DISCLOSURE REGARDING THE OFFERING
THE SECURITIES BEING OFFERED BY THE COMPANY INVOLVE A HIGH DEGREE OF RISK AND NO PERSON SHOULD INVEST WHO CANNOT AFFORD TO LOSE HIS ENTIRE INVESTMENT. SEE SECTION B FOR INFORMATION ABOUT RISK FACTORS.
The Company hereby offers to sell on an “as sold” basis up to $15,000,000 (U.S.) in original principal amount (which amount at the option of the Company may be increased to $20,000,000 (U.S.)) of convertible debentures (the “Debentures”) in minimum denominations of $1,000 (U.S.) each. The Debentures will bear interest, payable quarterly, at a rate of 8% per annum, with interest during the first eighteen (18) months following their issuance, being payable by increasing the then-outstanding principal amount of the Debentures. The Debentures mature on a date that is three years following their issuance. The Debentures will be convertible into units (the “Units”) at a conversion price of $0.80 (U.S.) per Unit. Each Unit consists of (i) one (1) share of the Company’s Common Stock, par value $.001, (the “Shares”); and (ii) one-half of one (1) warrant, with each warrant exercisable for three years to purchase a Share at a price of $1.10 (U.S.). The Debentures have other features, such as mandatory conversion in the event the Shares trade at a particular price over a specified period of time and required redemption in the event of a “Change in Control” of the Company. The Debentures are unsecured obligations of the Company and will rank pari passu in right of payment of principal and interest with all other unsecured obligations of the Company. A form of Debenture is attached hereto as Exhibit C and a form of warrant is attached hereto as Exhibit D. Fractional Shares can be issued at the discretion of the Company. All funds raised in the Offering will be delivered directly to the Company and will be immediately available to the Company. The Company, as of October 8, 2018, had 90,132,170 Shares issued and outstanding. If all of the Debentures (including the increased amount) offered are sold, thereafter converted and the underlying warrants exercised, the Shares potentially issued as a result of this Offering will represent in the aggregate approximately 37,500,000 Shares. The net proceeds of the Offering are currently expected to be used to complete construction of the Company’s Nevada cultivation facility and general working capital, although the actual usage may change as the Company’s business plans develop. Unless extended by the Company for up to an additional 30 days, the Offering will terminate on November 30, 2018.
THE SECURITIES OFFERED HEREBY HAVE NOT BEEN REGISTERED WITH THE UNITED STATES SECURITIES AND EXCHANGE COMMISSION (“SEC”) OR THE SECURITIES COMMISSION OF ANY STATE PURSUANT TO AVAILABLE EXEMPTIONS.
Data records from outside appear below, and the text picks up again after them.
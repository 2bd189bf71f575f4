//! Task execution plans and their builder
//!
//! A [`Task`] is immutable and only obtainable from a [`TaskBuilder`]. The builder
//! validates each setting at the call that provides it, so a misconfigured plan
//! never reaches [`Downloader::execute`](crate::Downloader::execute).
//!
//! ```
//! use fetch_dl::Task;
//!
//! # fn main() -> fetch_dl::Result<()> {
//! let mut builder = Task::builder();
//! builder.batch(12)?.retry(2)?.throttle(30)?;
//! for i in 0..64 {
//!     builder.add(i, "http://example.com");
//! }
//! let task = builder.build();
//! assert_eq!(task.item_count(), 64);
//! # Ok(())
//! # }
//! ```

use std::collections::HashMap;
use std::sync::Arc;
use std::time::Duration;

use crate::error::{Error, Result};
use crate::types::{ItemId, OptionValue, TransportOptions};

/// Predicate over a response: `(content, id, url) -> accepted`
pub type Validator = Arc<dyn Fn(&str, &ItemId, &str) -> bool + Send + Sync>;

#[derive(Clone, Debug, PartialEq, Eq)]
struct CacheSettings {
    key_prefix: String,
    time_to_live: Duration,
}

/// Immutable execution plan for one fetch run
#[derive(Clone)]
pub struct Task {
    batch_size: usize,
    max_retries: u32,
    cache: Option<CacheSettings>,
    throttle: Duration,
    items: Arc<Vec<(ItemId, String)>>,
    validators: Arc<Vec<Validator>>,
    options: Arc<TransportOptions>,
}

impl Task {
    /// Start configuring a new task
    pub fn builder() -> TaskBuilder {
        TaskBuilder::default()
    }

    /// Maximum number of requests in flight per dispatch round
    pub fn batch_size(&self) -> usize {
        self.batch_size
    }

    /// Total attempts allowed per item, the first attempt included
    pub fn max_retries(&self) -> u32 {
        self.max_retries
    }

    /// Whether results are cached (true iff a cache prefix was configured)
    pub fn cache(&self) -> bool {
        self.cache.is_some()
    }

    /// Prefix prepended to item ids to form cache keys
    pub fn cache_key_prefix(&self) -> Result<&str> {
        self.cache
            .as_ref()
            .map(|c| c.key_prefix.as_str())
            .ok_or(Error::MissingCacheConfiguration)
    }

    /// Lifetime of successful cache entries
    pub fn time_to_live(&self) -> Result<Duration> {
        self.cache
            .as_ref()
            .map(|c| c.time_to_live)
            .ok_or(Error::MissingCacheConfiguration)
    }

    /// Cache key for an item: prefix followed by the id
    pub fn cache_key(&self, id: &ItemId) -> Result<String> {
        Ok(format!("{}{}", self.cache_key_prefix()?, id))
    }

    /// Lifetime of poison markers written for exhausted items
    pub fn throttle(&self) -> Duration {
        self.throttle
    }

    /// Items as `(id, url)` pairs, in first-insertion order
    pub fn items(&self) -> impl Iterator<Item = (&ItemId, &str)> {
        self.items.iter().map(|(id, url)| (id, url.as_str()))
    }

    /// Number of distinct item ids
    pub fn item_count(&self) -> usize {
        self.items.len()
    }

    /// Validators in declared order
    pub fn validators(&self) -> &[Validator] {
        &self.validators
    }

    /// Options handed to the transport for every request
    pub fn options(&self) -> &TransportOptions {
        &self.options
    }

    /// Run the validators in order, stopping at the first rejection.
    pub fn accepts(&self, content: &str, id: &ItemId, url: &str) -> bool {
        self.validators.iter().all(|v| v(content, id, url))
    }
}

impl std::fmt::Debug for Task {
    fn fmt(&self, f: &mut std::fmt::Formatter<'_>) -> std::fmt::Result {
        f.debug_struct("Task")
            .field("batch_size", &self.batch_size)
            .field("max_retries", &self.max_retries)
            .field("cache", &self.cache)
            .field("throttle", &self.throttle)
            .field("items", &self.items.len())
            .field("validators", &self.validators.len())
            .field("options", &self.options)
            .finish()
    }
}

/// Accumulates and validates task configuration
///
/// Fallible setters return `Result<&mut Self>` so calls chain with `?`. The builder
/// stays usable after [`build`](Self::build); tasks already built are snapshots and
/// do not see later changes.
#[derive(Clone)]
pub struct TaskBuilder {
    batch_size: usize,
    max_retries: u32,
    cache: Option<CacheSettings>,
    throttle: Duration,
    items: Vec<(ItemId, String)>,
    positions: HashMap<ItemId, usize>,
    validators: Vec<Validator>,
    options: TransportOptions,
}

impl Default for TaskBuilder {
    fn default() -> Self {
        Self {
            batch_size: 1,
            max_retries: 1,
            cache: None,
            throttle: Duration::ZERO,
            items: Vec::new(),
            positions: HashMap::new(),
            validators: Vec::new(),
            options: TransportOptions::new(),
        }
    }
}

impl TaskBuilder {
    /// Enable caching under `key_prefix`, keeping successes for `time_to_live` seconds
    pub fn cache(&mut self, key_prefix: impl Into<String>, time_to_live: u64) -> &mut Self {
        self.cache = Some(CacheSettings {
            key_prefix: key_prefix.into(),
            time_to_live: Duration::from_secs(time_to_live),
        });
        self
    }

    /// Maximum concurrent requests per round (at least 1)
    pub fn batch(&mut self, size: usize) -> Result<&mut Self> {
        if size < 1 {
            return Err(Error::invalid(
                "batch_size",
                format!("Invalid batch size: {}", size),
            ));
        }
        self.batch_size = size;
        Ok(self)
    }

    /// Total attempts per item (at least 1)
    pub fn retry(&mut self, max_retries: u32) -> Result<&mut Self> {
        if max_retries < 1 {
            return Err(Error::invalid(
                "max_retries",
                format!("Invalid max retries number: {}", max_retries),
            ));
        }
        self.max_retries = max_retries;
        Ok(self)
    }

    /// Add an item. Re-adding an id replaces its URL and keeps its position.
    pub fn add(&mut self, id: impl Into<ItemId>, url: impl Into<String>) -> &mut Self {
        let id = id.into();
        let url = url.into();
        match self.positions.get(&id) {
            Some(&pos) => self.items[pos].1 = url,
            None => {
                self.positions.insert(id.clone(), self.items.len());
                self.items.push((id, url));
            }
        }
        self
    }

    /// Add an item whose id comes from untyped input (config files, JSON payloads)
    ///
    /// Fails with [`Error::InvalidConfiguration`] unless the id is an integer or a string.
    pub fn try_add(
        &mut self,
        id: serde_json::Value,
        url: impl Into<String>,
    ) -> Result<&mut Self> {
        let id = ItemId::try_from(id)?;
        Ok(self.add(id, url))
    }

    /// Append a validator; validators run in the order they were added
    pub fn validate<F>(&mut self, validator: F) -> &mut Self
    where
        F: Fn(&str, &ItemId, &str) -> bool + Send + Sync + 'static,
    {
        self.validators.push(Arc::new(validator));
        self
    }

    pub(crate) fn push_validator(&mut self, validator: Validator) -> &mut Self {
        self.validators.push(validator);
        self
    }

    /// Poison marker lifetime in seconds (not negative)
    pub fn throttle(&mut self, pause: i64) -> Result<&mut Self> {
        let secs = u64::try_from(pause)
            .map_err(|_| Error::invalid("throttle", format!("Invalid throttle pause: {}", pause)))?;
        self.throttle = Duration::from_secs(secs);
        Ok(self)
    }

    /// Merge transport options, replacing values of keys already set
    pub fn options<I, K, V>(&mut self, options: I) -> &mut Self
    where
        I: IntoIterator<Item = (K, V)>,
        K: Into<String>,
        V: Into<OptionValue>,
    {
        self.options
            .extend(options.into_iter().map(|(k, v)| (k.into(), v.into())));
        self
    }

    /// Set a single transport option
    pub fn option(&mut self, name: impl Into<String>, value: impl Into<OptionValue>) -> &mut Self {
        self.options.insert(name.into(), value.into());
        self
    }

    /// Snapshot the current configuration into a [`Task`]
    pub fn build(&self) -> Task {
        Task {
            batch_size: self.batch_size,
            max_retries: self.max_retries,
            cache: self.cache.clone(),
            throttle: self.throttle,
            items: Arc::new(self.items.clone()),
            validators: Arc::new(self.validators.clone()),
            options: Arc::new(self.options.clone()),
        }
    }
}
THESE SECURITIES HAVE NOT BEEN APPROVED OR DISAPPROVED BY THE SEC OR THE SECURITIES COMMISSION OF ANY STATE NOR HAS THE SEC OR ANY SECURITIES COMMISSION PASSED UPON THE ACCURACY OR ADEQUACY OF THIS OFFERING DOCUMENT. ANY REPRESENTATION TO THE CONTRARY IS A CRIMINAL OFFENSE.
THE OFFERING PRICE OF THE UNITS HAS BEEN ARBITRARILY DETERMINED BY THE COMPANY AND DOES NOT NECESSARILY BEAR ANY RELATIONSHIP TO THE ASSETS, BOOK VALUE OR POTENTIAL EARNINGS OF THE COMPANY OR ANY OTHER RECOGNIZED CRITERIA OF VALUE.
The Investor is required to pay simultaneously herewith the purchase price by wire transferring such amount to the Company:
McMurdo Law Group, LLC
Or check made payable to the order of CLS Holdings USA, Inc. and delivered to:
CLS Holdings USA, Inc.
11767 South Dixie Highway, Suite 115
Miami, FL 33156
Jeffrey I. Binder
The Investor understands and acknowledges that the funds invested hereby will, upon acceptance by the Company of this Subscription Agreement, be unconditionally released to the Company for its use.
B. RISK FACTORS
The purchase of the Debentures involves a high degree of risk. Before subscribing for the Debentures, each prospective investor should consider carefully the general investment risks enumerated in Exhibit A hereto, as well as the other risk factors and information contained in this Subscription Agreement and in the Company’s public filings with the SEC located at www.sec.gov.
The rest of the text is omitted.